I will never advocate "drinking" while nursing to help increase production and that is not what I was trying to do. I will never forgive myself for this, though I do pride myself on making sure I did all the research I could to rectify the situation. I love my son, far more than my own, and I was just trying to something for myself for the first time in 2 years. However, simplistic and instant gratification isn't worth it in the long run.

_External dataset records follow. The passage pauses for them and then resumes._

//! Application configuration.

use std::path::PathBuf;
use std::time::Duration;

use directories::ProjectDirs;
use serde::{Deserialize, Serialize};

use super::args::CliArgs;

const APP_NAME: &str = "curametric";
const APP_QUALIFIER: &str = "cl";
const APP_ORGANIZATION: &str = "curametric";

/// Backend used when nothing else is configured.
pub const DEFAULT_BACKEND_URL: &str = "http://localhost:8000";

/// Log level configuration.
#[derive(Debug, Clone, Copy, Default, PartialEq, Eq, Serialize, Deserialize, clap::ValueEnum)]
#[serde(rename_all = "lowercase")]
pub enum LogLevel {
    /// Trace level.
    Trace,
    /// Debug level.
    Debug,
    /// Info level.
    #[default]
    Info,
    /// Warning level.
    Warn,
    /// Error level.
    Error,
}

impl LogLevel {
    /// Converts to tracing level.
    #[must_use]
    pub const fn to_tracing_level(self) -> tracing::Level {
        match self {
            Self::Trace => tracing::Level::TRACE,
            Self::Debug => tracing::Level::DEBUG,
            Self::Info => tracing::Level::INFO,
            Self::Warn => tracing::Level::WARN,
            Self::Error => tracing::Level::ERROR,
        }
    }
}

impl std::fmt::Display for LogLevel {
    fn fmt(&self, f: &mut std::fmt::Formatter<'_>) -> std::fmt::Result {
        match self {
            Self::Trace => write!(f, "trace"),
            Self::Debug => write!(f, "debug"),
            Self::Info => write!(f, "info"),
            Self::Warn => write!(f, "warn"),
            Self::Error => write!(f, "error"),
        }
    }
}

/// Where the session is persisted between launches.
#[derive(Debug, Clone, Copy, Default, PartialEq, Eq, Serialize, Deserialize, clap::ValueEnum)]
#[serde(rename_all = "lowercase")]
pub enum SessionStoreKind {
    /// System keyring.
    #[default]
    Keyring,
    /// JSON file in the data directory.
    File,
}

/// Backend connection settings.
#[derive(Debug, Clone, Serialize, Deserialize)]
pub struct BackendConfig {
    /// Base URL, without the `/api` suffix.
    #[serde(default = "default_backend_url")]
    pub url: String,

    /// Request timeout in seconds.
    #[serde(default = "default_timeout_secs")]
    pub timeout_secs: u64,
}

impl Default for BackendConfig {
    fn default() -> Self {
        Self {
            url: default_backend_url(),
            timeout_secs: default_timeout_secs(),
        }
    }
}

/// Session persistence settings.
#[derive(Debug, Clone, Default, Serialize, Deserialize)]
pub struct SessionConfig {
    #[serde(default)]
    pub store: SessionStoreKind,
}

fn default_backend_url() -> String {
    DEFAULT_BACKEND_URL.to_string()
}

fn default_timeout_secs() -> u64 {
    30
}

/// Application configuration from file and CLI.
#[derive(Debug, Default, Serialize, Deserialize)]
pub struct AppConfig {
    /// Configuration file path.
    #[serde(skip)]
    pub config: Option<PathBuf>,

    /// Log file path.
    #[serde(skip)]
    pub log_path: Option<PathBuf>,

    /// Log verbosity level.
    #[serde(default)]
    pub log_level: LogLevel,

    #[serde(default)]
    pub backend: BackendConfig,

    #[serde(default)]
    pub session: SessionConfig,
}

impl AppConfig {
    /// Merges CLI arguments into the configuration. CLI values win.
    pub fn merge_with_args(&mut self, args: CliArgs) {
        if let Some(config_path) = args.config {
            self.config = Some(config_path);
        }
        if let Some(log_path) = args.log_path {
            self.log_path = Some(log_path);
        }
        if let Some(log_level) = args.log_level {
            self.log_level = log_level;
        }
        if let Some(url) = args.backend_url.filter(|u| !u.trim().is_empty()) {
            self.backend.url = url;
        }
        if let Some(timeout) = args.timeout {
            self.backend.timeout_secs = timeout;
        }
        if let Some(store) = args.session_store {
            self.session.store = store;
        }
    }

    /// Request timeout, never below one second.
    #[must_use]
    pub fn timeout(&self) -> Duration {
        Duration::from_secs(self.backend.timeout_secs.max(1))
    }

    /// Returns default config directory.
    #[must_use]
    pub fn default_config_dir() -> Option<PathBuf> {
        ProjectDirs::from(APP_QUALIFIER, APP_ORGANIZATION, APP_NAME)
            .map(|dirs| dirs.config_dir().to_path_buf())
    }

    /// Returns default data directory, home of the log and the session file.
    #[must_use]
    pub fn default_data_dir() -> Option<PathBuf> {
        ProjectDirs::from(APP_QUALIFIER, APP_ORGANIZATION, APP_NAME)
            .map(|dirs| dirs.data_dir().to_path_buf())
    }

    /// Returns default log file path.
    #[must_use]
    pub fn default_log_path() -> Option<PathBuf> {
        Self::default_data_dir().map(|dir| dir.join("curametric.log"))
    }

    /// Returns effective log path.
    #[must_use]
    pub fn effective_log_path(&self) -> Option<PathBuf> {
        self.log_path.clone().or_else(Self::default_log_path)
    }
}
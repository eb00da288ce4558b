//! Chilean RUT (national ID) formatting and check-digit validation.

use std::fmt;

use serde::{Deserialize, Serialize};

/// Normalizes free-form RUT input to `12.345.678-5` form.
///
/// Everything but digits and `K` is dropped. Input of one character or less
/// is returned as-is so partial typing is not disturbed.
#[must_use]
pub fn format_rut(input: &str) -> String {
    let clean: String = input
        .chars()
        .filter(|c| c.is_ascii_digit() || matches!(c, 'k' | 'K'))
        .map(|c| c.to_ascii_uppercase())
        .collect();

    if clean.len() <= 1 {
        return clean;
    }

    let Some(dv) = clean.chars().next_back() else {
        return clean;
    };
    let body = &clean[..clean.len() - dv.len_utf8()];
    format!("{}-{dv}", group_thousands(body))
}

fn group_thousands(body: &str) -> String {
    let chars: Vec<char> = body.chars().collect();
    let mut out = String::with_capacity(chars.len() + chars.len() / 3);
    for (i, c) in chars.iter().enumerate() {
        if i > 0 && (chars.len() - i) % 3 == 0 {
            out.push('.');
        }
        out.push(*c);
    }
    out
}

/// Computes the modulo-11 check digit for a RUT body.
///
/// Returns `None` when the body is empty or holds anything but digits.
#[must_use]
pub fn check_digit(body: &str) -> Option<char> {
    if body.is_empty() {
        return None;
    }

    let mut sum: u32 = 0;
    let mut multiplier = 2;
    for c in body.chars().rev() {
        sum += c.to_digit(10)? * multiplier;
        multiplier = if multiplier < 7 { multiplier + 1 } else { 2 };
    }

    match 11 - (sum % 11) {
        11 => Some('0'),
        10 => Some('K'),
        d => char::from_digit(d, 10),
    }
}

/// Returns whether the RUT's check digit matches its body.
///
/// Dots and the dash are optional; the check digit is case-insensitive.
#[must_use]
pub fn validate_rut(input: &str) -> bool {
    let clean: String = input
        .chars()
        .filter(|c| *c != '.' && *c != '-')
        .map(|c| c.to_ascii_uppercase())
        .collect();

    let Some(dv) = clean.chars().next_back() else {
        return false;
    };
    let body = &clean[..clean.len() - dv.len_utf8()];
    check_digit(body) == Some(dv)
}

/// A RUT whose check digit has been verified, stored in formatted form.
#[derive(Debug, Clone, PartialEq, Eq, Hash, Serialize, Deserialize)]
#[serde(transparent)]
pub struct Rut(String);

impl Rut {
    /// Parses and formats a RUT, rejecting wrong check digits.
    #[must_use]
    pub fn parse(input: &str) -> Option<Self> {
        let formatted = format_rut(input);
        validate_rut(&formatted).then_some(Self(formatted))
    }

    /// Returns the formatted RUT.
    #[must_use]
    pub fn as_str(&self) -> &str {
        &self.0
    }
}

impl fmt::Display for Rut {
    fn fmt(&self, f: &mut fmt::Formatter<'_>) -> fmt::Result {
        f.write_str(&self.0)
    }
}
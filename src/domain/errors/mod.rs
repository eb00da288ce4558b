mod api_error;
mod session_error;
mod storage_error;
pub mod validation_error;

pub use api_error::ApiError;
pub use session_error::SessionError;
pub use storage_error::StorageError;
pub use validation_error::ValidationErrors;
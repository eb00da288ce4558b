//! Errors raised while starting a session.

use thiserror::Error;

use super::{ApiError, StorageError};

/// Login and account creation failures.
#[derive(Debug, Error)]
pub enum SessionError {
    #[error(transparent)]
    Api(#[from] ApiError),

    #[error("could not save the session: {0}")]
    Storage(#[from] StorageError),
}

impl SessionError {
    /// Message for the login screen.
    #[must_use]
    pub fn user_message(&self) -> String {
        match self {
            Self::Api(ApiError::Unauthorized { .. }) => "Invalid email or password.".to_string(),
            Self::Api(ApiError::Network { .. }) => "Could not connect to the server.".to_string(),
            Self::Api(ApiError::Server { status: 400, message }) if !message.is_empty() => {
                message.clone()
            }
            Self::Api(_) => "Server error. Please try again later.".to_string(),
            Self::Storage(_) => "Could not save the session on this device.".to_string(),
        }
    }
}

#[cfg(test)]
mod tests {
    use super::*;

    #[test]
    fn test_login_messages() {
        let invalid = SessionError::from(ApiError::unauthorized("No active account"));
        assert_eq!(invalid.user_message(), "Invalid email or password.");

        let offline = SessionError::from(ApiError::network("refused"));
        assert_eq!(offline.user_message(), "Could not connect to the server.");

        let server = SessionError::from(ApiError::server(500, "boom"));
        assert_eq!(server.user_message(), "Server error. Please try again later.");
    }

    #[test]
    fn test_bad_request_surfaces_backend_message() {
        let taken = SessionError::from(ApiError::server(400, "Username already taken."));
        assert_eq!(taken.user_message(), "Username already taken.");
    }
}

I appreciate all the understanding and helpful advice. You women are absolutely amazing and I appreciate your time. <3
If you do "fall" into temptation during a special occasion, remember that your milk will not be permanently "tainted" and you can continue breastfeeding again. Drinking occasionally isn't a reason to quit nursing.
And about the bottle, have you tried offering a cup of breastmilk? This can be done at any age. (Google "spoon/cup feeding")
I see that you have completely avoided answering the question so that you can trumpet your own opinions. You write as if you are a very educated person yet the content shows differently. There are articles for every side of the argument, most of which are far from peer-reviewed clinical journal article, which really are the only reliable bases for information in a world full of opinionated strongarms. Alcohol will metabolize out of your bloodstream if you'd like to have some cocktails. Mothering is probably the most selfless endeavor one can undertake and there is nothing wrong with taking some time to let loose on occasion so long as the baby is safe. Have a trusted sitter care for him/her if you want to be a little more than buzzed. Otherwise, evidence shows that after one standard drink, there isn't any harm in breastfeeding (it takes most mothers so long to do things that it'll likely be an entire hour before you finish that drink anyway! :-) ). For each drink within short spacing, allow a good 2 hours. Do your homework instead of trying to find real information on a forum where your subject to any Joe's opinion and crusade. Honestly if you are as concerned as you seem to be about this matter, you are a good mom and little chance of hurting your baby. It's ok to have some adult fun and I hope your research allows you to plan for a stress-free good time for both you and your baby!